> _Data supplied_
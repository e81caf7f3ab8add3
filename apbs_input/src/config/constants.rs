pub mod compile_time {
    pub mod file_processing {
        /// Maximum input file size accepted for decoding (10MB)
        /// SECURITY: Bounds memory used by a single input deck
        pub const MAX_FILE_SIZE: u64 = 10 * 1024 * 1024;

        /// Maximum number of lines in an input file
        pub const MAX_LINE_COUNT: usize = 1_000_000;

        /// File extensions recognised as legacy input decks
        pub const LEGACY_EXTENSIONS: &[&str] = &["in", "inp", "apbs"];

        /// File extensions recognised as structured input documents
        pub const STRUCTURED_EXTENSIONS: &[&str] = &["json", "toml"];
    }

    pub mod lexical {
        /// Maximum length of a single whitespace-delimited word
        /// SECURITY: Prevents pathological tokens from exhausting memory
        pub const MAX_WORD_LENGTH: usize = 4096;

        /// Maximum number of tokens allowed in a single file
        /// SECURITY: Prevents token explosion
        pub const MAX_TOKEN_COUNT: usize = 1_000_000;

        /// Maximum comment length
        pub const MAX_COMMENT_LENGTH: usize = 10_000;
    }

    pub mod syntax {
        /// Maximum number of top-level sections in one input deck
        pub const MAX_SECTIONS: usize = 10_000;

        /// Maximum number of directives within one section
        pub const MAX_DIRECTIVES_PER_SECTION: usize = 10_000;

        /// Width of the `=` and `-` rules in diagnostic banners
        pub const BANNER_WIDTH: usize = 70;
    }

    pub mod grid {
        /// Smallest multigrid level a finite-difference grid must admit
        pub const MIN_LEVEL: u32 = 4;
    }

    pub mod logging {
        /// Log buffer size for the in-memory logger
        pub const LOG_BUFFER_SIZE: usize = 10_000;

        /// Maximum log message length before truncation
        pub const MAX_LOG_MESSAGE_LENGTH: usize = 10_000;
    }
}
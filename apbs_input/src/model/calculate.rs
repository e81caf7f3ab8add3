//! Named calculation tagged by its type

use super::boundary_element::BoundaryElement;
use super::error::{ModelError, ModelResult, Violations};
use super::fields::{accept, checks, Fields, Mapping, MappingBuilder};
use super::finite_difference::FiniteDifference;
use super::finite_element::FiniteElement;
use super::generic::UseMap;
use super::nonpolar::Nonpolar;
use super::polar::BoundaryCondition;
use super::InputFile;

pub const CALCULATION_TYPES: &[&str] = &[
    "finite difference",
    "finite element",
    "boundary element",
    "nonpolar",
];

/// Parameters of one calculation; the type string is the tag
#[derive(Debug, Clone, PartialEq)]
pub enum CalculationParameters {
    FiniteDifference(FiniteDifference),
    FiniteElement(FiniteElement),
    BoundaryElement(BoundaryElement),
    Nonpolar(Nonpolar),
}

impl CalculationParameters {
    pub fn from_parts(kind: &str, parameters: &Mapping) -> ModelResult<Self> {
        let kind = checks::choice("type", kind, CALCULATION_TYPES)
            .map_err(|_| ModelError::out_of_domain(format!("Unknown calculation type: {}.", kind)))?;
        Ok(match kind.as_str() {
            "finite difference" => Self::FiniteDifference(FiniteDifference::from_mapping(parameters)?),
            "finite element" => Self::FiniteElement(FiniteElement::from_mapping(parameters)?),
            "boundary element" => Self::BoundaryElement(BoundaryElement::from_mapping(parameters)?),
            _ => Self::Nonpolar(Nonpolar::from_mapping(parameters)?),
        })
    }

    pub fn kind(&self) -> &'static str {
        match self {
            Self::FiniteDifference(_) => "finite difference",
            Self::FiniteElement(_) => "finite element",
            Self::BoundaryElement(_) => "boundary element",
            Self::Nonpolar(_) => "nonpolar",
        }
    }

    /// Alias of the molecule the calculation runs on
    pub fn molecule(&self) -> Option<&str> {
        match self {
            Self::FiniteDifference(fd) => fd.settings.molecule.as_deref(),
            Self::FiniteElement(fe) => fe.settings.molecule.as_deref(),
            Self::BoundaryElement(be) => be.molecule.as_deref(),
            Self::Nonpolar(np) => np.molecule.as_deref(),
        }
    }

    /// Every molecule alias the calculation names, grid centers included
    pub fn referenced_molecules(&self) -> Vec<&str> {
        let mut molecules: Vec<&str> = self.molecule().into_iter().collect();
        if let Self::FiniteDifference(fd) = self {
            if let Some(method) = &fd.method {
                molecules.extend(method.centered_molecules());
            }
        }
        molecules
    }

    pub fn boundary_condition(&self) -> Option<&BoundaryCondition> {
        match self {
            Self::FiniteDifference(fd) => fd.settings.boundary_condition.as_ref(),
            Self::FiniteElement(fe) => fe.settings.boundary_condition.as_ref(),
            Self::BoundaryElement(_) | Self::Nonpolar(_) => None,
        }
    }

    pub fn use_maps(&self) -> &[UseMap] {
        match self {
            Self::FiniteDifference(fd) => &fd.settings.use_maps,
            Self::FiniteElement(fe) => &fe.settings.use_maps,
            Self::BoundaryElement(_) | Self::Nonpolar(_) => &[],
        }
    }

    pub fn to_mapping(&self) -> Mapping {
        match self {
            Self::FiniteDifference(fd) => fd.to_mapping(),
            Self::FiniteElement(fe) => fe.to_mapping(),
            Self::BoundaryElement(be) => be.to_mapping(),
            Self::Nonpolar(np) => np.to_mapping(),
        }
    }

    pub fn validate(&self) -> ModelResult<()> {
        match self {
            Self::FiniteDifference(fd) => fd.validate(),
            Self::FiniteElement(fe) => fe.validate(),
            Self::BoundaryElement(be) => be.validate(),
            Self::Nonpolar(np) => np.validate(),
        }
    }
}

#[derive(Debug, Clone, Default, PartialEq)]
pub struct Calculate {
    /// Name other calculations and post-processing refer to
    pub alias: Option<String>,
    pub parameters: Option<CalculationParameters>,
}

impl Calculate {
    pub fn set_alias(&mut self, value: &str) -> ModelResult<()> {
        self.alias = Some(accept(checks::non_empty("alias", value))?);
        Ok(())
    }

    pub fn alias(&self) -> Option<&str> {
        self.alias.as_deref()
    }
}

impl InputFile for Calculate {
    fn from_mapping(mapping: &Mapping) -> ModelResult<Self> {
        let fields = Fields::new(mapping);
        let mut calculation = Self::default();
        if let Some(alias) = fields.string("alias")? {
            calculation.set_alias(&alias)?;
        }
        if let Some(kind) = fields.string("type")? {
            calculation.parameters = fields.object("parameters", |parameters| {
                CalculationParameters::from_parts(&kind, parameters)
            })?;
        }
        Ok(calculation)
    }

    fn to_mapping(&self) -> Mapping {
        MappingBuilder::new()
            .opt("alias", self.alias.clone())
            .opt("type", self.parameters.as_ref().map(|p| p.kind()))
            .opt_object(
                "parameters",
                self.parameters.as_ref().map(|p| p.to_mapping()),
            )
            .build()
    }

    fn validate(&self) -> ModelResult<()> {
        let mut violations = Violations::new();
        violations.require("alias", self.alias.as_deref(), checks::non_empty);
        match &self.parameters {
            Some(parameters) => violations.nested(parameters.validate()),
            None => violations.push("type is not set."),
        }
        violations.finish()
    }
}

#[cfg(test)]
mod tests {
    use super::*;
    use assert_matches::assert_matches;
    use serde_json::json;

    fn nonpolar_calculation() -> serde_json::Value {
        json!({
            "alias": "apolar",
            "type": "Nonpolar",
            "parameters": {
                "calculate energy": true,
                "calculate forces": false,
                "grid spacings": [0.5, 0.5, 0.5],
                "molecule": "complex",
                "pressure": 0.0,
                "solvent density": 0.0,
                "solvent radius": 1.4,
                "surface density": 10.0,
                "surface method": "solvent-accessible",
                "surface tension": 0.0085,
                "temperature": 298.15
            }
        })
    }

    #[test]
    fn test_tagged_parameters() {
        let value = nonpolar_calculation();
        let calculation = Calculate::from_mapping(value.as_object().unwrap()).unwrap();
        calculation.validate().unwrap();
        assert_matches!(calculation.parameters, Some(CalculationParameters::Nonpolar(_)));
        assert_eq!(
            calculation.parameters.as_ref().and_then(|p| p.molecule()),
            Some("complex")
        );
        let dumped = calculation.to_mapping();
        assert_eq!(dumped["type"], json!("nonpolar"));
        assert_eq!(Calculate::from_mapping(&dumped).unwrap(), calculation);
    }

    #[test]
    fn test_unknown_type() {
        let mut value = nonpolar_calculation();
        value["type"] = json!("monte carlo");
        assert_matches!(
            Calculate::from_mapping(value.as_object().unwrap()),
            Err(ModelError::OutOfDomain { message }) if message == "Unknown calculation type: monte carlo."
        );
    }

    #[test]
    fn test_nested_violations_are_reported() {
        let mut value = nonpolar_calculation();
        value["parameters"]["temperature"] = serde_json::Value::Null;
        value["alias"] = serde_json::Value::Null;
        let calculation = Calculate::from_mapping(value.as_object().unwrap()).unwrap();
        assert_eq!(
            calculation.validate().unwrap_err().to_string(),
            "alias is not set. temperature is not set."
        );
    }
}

> _About this exercise_
Every line from the top of the material through the line containing "single whitespace-delimited word" must be transcribed exactly, and no other line may appear.

> _Result for this exercise_
repository e81caf7f3ab8add3
filename apbs_input/src/config/constants.rs
pub mod compile_time {
    pub mod file_processing {
        /// Maximum input file size accepted for decoding (10MB)
        /// SECURITY: Bounds memory used by a single input deck
        pub const MAX_FILE_SIZE: u64 = 10 * 1024 * 1024;

        /// Maximum number of lines in an input file
        pub const MAX_LINE_COUNT: usize = 1_000_000;

        /// File extensions recognised as legacy input decks
        pub const LEGACY_EXTENSIONS: &[&str] = &["in", "inp", "apbs"];

        /// File extensions recognised as structured input documents
        pub const STRUCTURED_EXTENSIONS: &[&str] = &["json", "toml"];
    }

    pub mod lexical {
        /// Maximum length of a single whitespace-delimited word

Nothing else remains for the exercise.